//! Request Ledger - lifecycle of service requests.
//!
//! A request is created pending and resolved exactly once by staff. Both
//! resolutions are compare-and-set transitions out of `pending`, so two staff
//! members resolving the same request race on the store and the loser gets
//! [`FlowError::AlreadyResolved`]. Accepted requests stay in the ledger as the
//! audit trail the chain plan is reconstructed from.

use crate::directory::Directory;
use crate::error::{FlowError, FlowResult};
use crate::notify::NotificationFanout;
use crate::planner::ChainPlanner;
use crate::table::{Table, Versioned};
use chrono::Utc;
use clinicq_store::{Collection, DocumentStore, Query, SortOrder, StoreError};
use clinicq_types::{
    ArrivalIndexEntry, CounterId, NotificationStatus, PatientId, RequestKey, RequestState,
    ServiceRequest, TransitionEvent,
};
use std::sync::Arc;
use tracing::{error, info, instrument};

/// Result of accepting a request.
#[derive(Debug, Clone, PartialEq)]
pub struct Acceptance {
    pub request: ServiceRequest,
    /// The authorization created for the request. `None` when the request was
    /// queued behind the patient's open chain as a planned step.
    pub authorization: Option<ArrivalIndexEntry>,
}

impl Acceptance {
    pub fn chain_order(&self) -> u32 {
        self.request.chain_order.unwrap_or_default()
    }
}

pub struct RequestLedger {
    requests: Table<ServiceRequest>,
    directory: Directory,
    planner: Arc<ChainPlanner>,
    notifier: Arc<NotificationFanout>,
    cas_max_attempts: u32,
}

impl RequestLedger {
    pub fn new(
        store: Arc<dyn DocumentStore>,
        directory: Directory,
        planner: Arc<ChainPlanner>,
        notifier: Arc<NotificationFanout>,
        cas_max_attempts: u32,
    ) -> Self {
        Self {
            requests: Table::new(store, Collection::Requests),
            directory,
            planner,
            notifier,
            cas_max_attempts: cas_max_attempts.max(1),
        }
    }

    /// Record a patient's request for service at a counter.
    #[instrument(skip(self), fields(uid = %uid, counter_id = %counter_id))]
    pub async fn submit(&self, uid: &PatientId, counter_id: &CounterId) -> FlowResult<ServiceRequest> {
        self.directory.patient(uid).await?;
        let counter = self.directory.counter(counter_id).await?;

        let request = ServiceRequest::new(uid.clone(), counter.counter_id, counter.est_id);
        self.requests
            .insert(&request.request_key.storage_key(), &request)
            .await?;
        info!(request_key = %request.request_key, "Service request submitted");
        Ok(request)
    }

    pub async fn get(&self, request_key: &RequestKey) -> FlowResult<ServiceRequest> {
        Ok(self.load(request_key).await?.record)
    }

    /// A patient's requests, oldest first.
    pub async fn list_for_patient(&self, uid: &PatientId) -> FlowResult<Vec<ServiceRequest>> {
        Ok(self
            .requests
            .records(
                &Query::new()
                    .filter("uid", uid.as_str())
                    .order_by("createdAt", SortOrder::Ascending),
            )
            .await?)
    }

    /// Requests at a counter still waiting for a staff decision, oldest first.
    pub async fn pending_for_counter(&self, counter_id: &CounterId) -> FlowResult<Vec<ServiceRequest>> {
        Ok(self
            .requests
            .records(
                &Query::new()
                    .filter("counterId", counter_id.as_str())
                    .filter("state", RequestState::Pending.as_str())
                    .order_by("createdAt", SortOrder::Ascending),
            )
            .await?)
    }

    /// Accept a pending request and place it in the patient's chain.
    ///
    /// With no open chain the request becomes step 0 and is authorized at
    /// once. Otherwise it is appended after the highest open step and
    /// authorized when the preceding step completes.
    #[instrument(skip(self), fields(request_key = %request_key))]
    pub async fn accept(&self, request_key: &RequestKey) -> FlowResult<Acceptance> {
        let uid = self.load(request_key).await?.record.uid;
        let _chain = self.planner.lock_chain(&uid).await;

        let (pending, accepted) = self
            .resolve(request_key, true, |request, next_order| {
                request.state = RequestState::Accepted;
                request.chain_order = Some(next_order);
            })
            .await?;
        let chain_order = accepted.record.chain_order.unwrap_or_default();
        let request = accepted.record.clone();

        if chain_order > 0 {
            info!(uid = %request.uid, chain_order, "Request accepted as planned chain step");
            self.notifier
                .emit(TransitionEvent {
                    uid: request.uid.clone(),
                    est_id: request.est_id.clone(),
                    counter_id: request.counter_id.clone(),
                    status: NotificationStatus::Waiting,
                    chain_order,
                    message: format!(
                        "Request accepted. Counter {} is step {} of your visit",
                        request.counter_id,
                        chain_order + 1
                    ),
                })
                .await;
            return Ok(Acceptance {
                request,
                authorization: None,
            });
        }

        let entry = match self
            .planner
            .advance(
                &request.uid,
                &request.counter_id,
                &request.est_id,
                request.request_key,
                0,
            )
            .await
        {
            Ok(entry) => entry,
            Err(err) => {
                self.revert(request_key, accepted.version, &pending).await;
                return Err(err);
            }
        };

        info!(uid = %request.uid, awaiting_key = %entry.awaiting_key, "Request accepted");
        self.notifier
            .emit(TransitionEvent {
                uid: request.uid.clone(),
                est_id: request.est_id.clone(),
                counter_id: request.counter_id.clone(),
                status: NotificationStatus::AwaitingArrival,
                chain_order: 0,
                message: format!("Please proceed to counter {} and check in", request.counter_id),
            })
            .await;
        Ok(Acceptance {
            request,
            authorization: Some(entry),
        })
    }

    /// Reject a pending request. No authorization or queue side effects.
    #[instrument(skip(self, reason), fields(request_key = %request_key))]
    pub async fn reject(&self, request_key: &RequestKey, reason: &str) -> FlowResult<ServiceRequest> {
        let reason = reason.trim().to_string();
        let (_, rejected) = self
            .resolve(request_key, false, |request, _| {
                request.state = RequestState::Rejected;
                request.reason = (!reason.is_empty()).then(|| reason.clone());
            })
            .await?;
        let request = rejected.record;

        info!(uid = %request.uid, "Request rejected");
        let message = match &request.reason {
            Some(reason) => format!("Your request at counter {} was declined: {}", request.counter_id, reason),
            None => format!("Your request at counter {} was declined", request.counter_id),
        };
        self.notifier
            .emit(TransitionEvent {
                uid: request.uid.clone(),
                est_id: request.est_id.clone(),
                counter_id: request.counter_id.clone(),
                status: NotificationStatus::Rejected,
                chain_order: 0,
                message,
            })
            .await;
        Ok(request)
    }

    /// Re-issue the authorization of an accepted request whose step was lost,
    /// e.g. after a scan at the wrong counter consumed it.
    #[instrument(skip(self), fields(request_key = %request_key))]
    pub async fn reissue(&self, request_key: &RequestKey) -> FlowResult<ArrivalIndexEntry> {
        let uid = self.load(request_key).await?.record.uid;
        let _chain = self.planner.lock_chain(&uid).await;

        let request = self.get(request_key).await?;
        let chain_order = match (request.state, request.chain_order) {
            (RequestState::Accepted, Some(order)) => order,
            _ => {
                return Err(FlowError::InvalidState(format!(
                    "request {} is {}, only accepted requests can be re-issued",
                    request_key, request.state
                )))
            }
        };

        let snapshot = self.planner.snapshot(&request.uid).await?;
        if snapshot.is_materialized(request_key) {
            return Err(FlowError::InvalidState(format!(
                "request {} is already authorized or admitted",
                request_key
            )));
        }
        if snapshot.has_active_step() {
            return Err(FlowError::InvalidState(format!(
                "{} is still authorized or queued for an earlier step",
                request.uid
            )));
        }
        if snapshot
            .planned()
            .any(|r| r.chain_order.is_some_and(|order| order < chain_order))
        {
            return Err(FlowError::InvalidState(format!(
                "an earlier step of {}'s chain is still planned",
                request.uid
            )));
        }

        let entry = self
            .planner
            .advance(
                &request.uid,
                &request.counter_id,
                &request.est_id,
                request.request_key,
                chain_order,
            )
            .await?;

        info!(uid = %request.uid, chain_order, "Authorization re-issued");
        self.notifier
            .emit(TransitionEvent {
                uid: request.uid.clone(),
                est_id: request.est_id.clone(),
                counter_id: request.counter_id.clone(),
                status: NotificationStatus::AwaitingArrival,
                chain_order,
                message: format!("Please proceed to counter {} and check in", request.counter_id),
            })
            .await;
        Ok(entry)
    }

    async fn load(&self, request_key: &RequestKey) -> FlowResult<Versioned<ServiceRequest>> {
        self.requests
            .get(&request_key.storage_key())
            .await?
            .ok_or_else(|| FlowError::NotFound(format!("request {}", request_key)))
    }

    /// Compare-and-set a pending request into its resolved state.
    ///
    /// With `plan` set, `apply` receives the chain order the patient's next
    /// step would get. Returns the request as read and as written.
    async fn resolve<F>(
        &self,
        request_key: &RequestKey,
        plan: bool,
        mut apply: F,
    ) -> FlowResult<(ServiceRequest, Versioned<ServiceRequest>)>
    where
        F: FnMut(&mut ServiceRequest, u32),
    {
        let key = request_key.storage_key();
        for _ in 0..self.cas_max_attempts {
            let current = self.load(request_key).await?;
            if !current.record.is_pending() {
                return Err(FlowError::AlreadyResolved {
                    request_key: *request_key,
                    state: current.record.state,
                });
            }

            let next_order = if plan {
                self.planner.next_chain_order(&current.record.uid).await?
            } else {
                0
            };
            let mut next = current.record.clone();
            apply(&mut next, next_order);
            next.resolved_at = Some(Utc::now());

            match self.requests.replace(&key, current.version, &next).await {
                Ok(version) => {
                    return Ok((
                        current.record,
                        Versioned {
                            version,
                            record: next,
                        },
                    ))
                }
                Err(StoreError::PreconditionFailed(_)) => continue,
                Err(err) => return Err(err.into()),
            }
        }
        Err(StoreError::Contention(format!("resolution of request {}", request_key)).into())
    }

    /// Put an accepted request back to pending after its authorization could
    /// not be created.
    async fn revert(&self, request_key: &RequestKey, version: u64, pending: &ServiceRequest) {
        match self
            .requests
            .replace(&request_key.storage_key(), version, pending)
            .await
        {
            Ok(_) => info!(request_key = %request_key, "Acceptance rolled back"),
            Err(err) => error!(
                request_key = %request_key,
                error = %err,
                "Failed to roll back acceptance; request needs re-issue"
            ),
        }
    }
}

-----

Set down exactly the lines that begin the records and continue through the line bearing "use crate::directory::Directory;"; include both ends.

//! Request Ledger - lifecycle of service requests.
//!
//! A request is created pending and resolved exactly once by staff. Both
//! resolutions are compare-and-set transitions out of `pending`, so two staff
//! members resolving the same request race on the store and the loser gets
//! [`FlowError::AlreadyResolved`]. Accepted requests stay in the ledger as the
//! audit trail the chain plan is reconstructed from.

use crate::directory::Directory;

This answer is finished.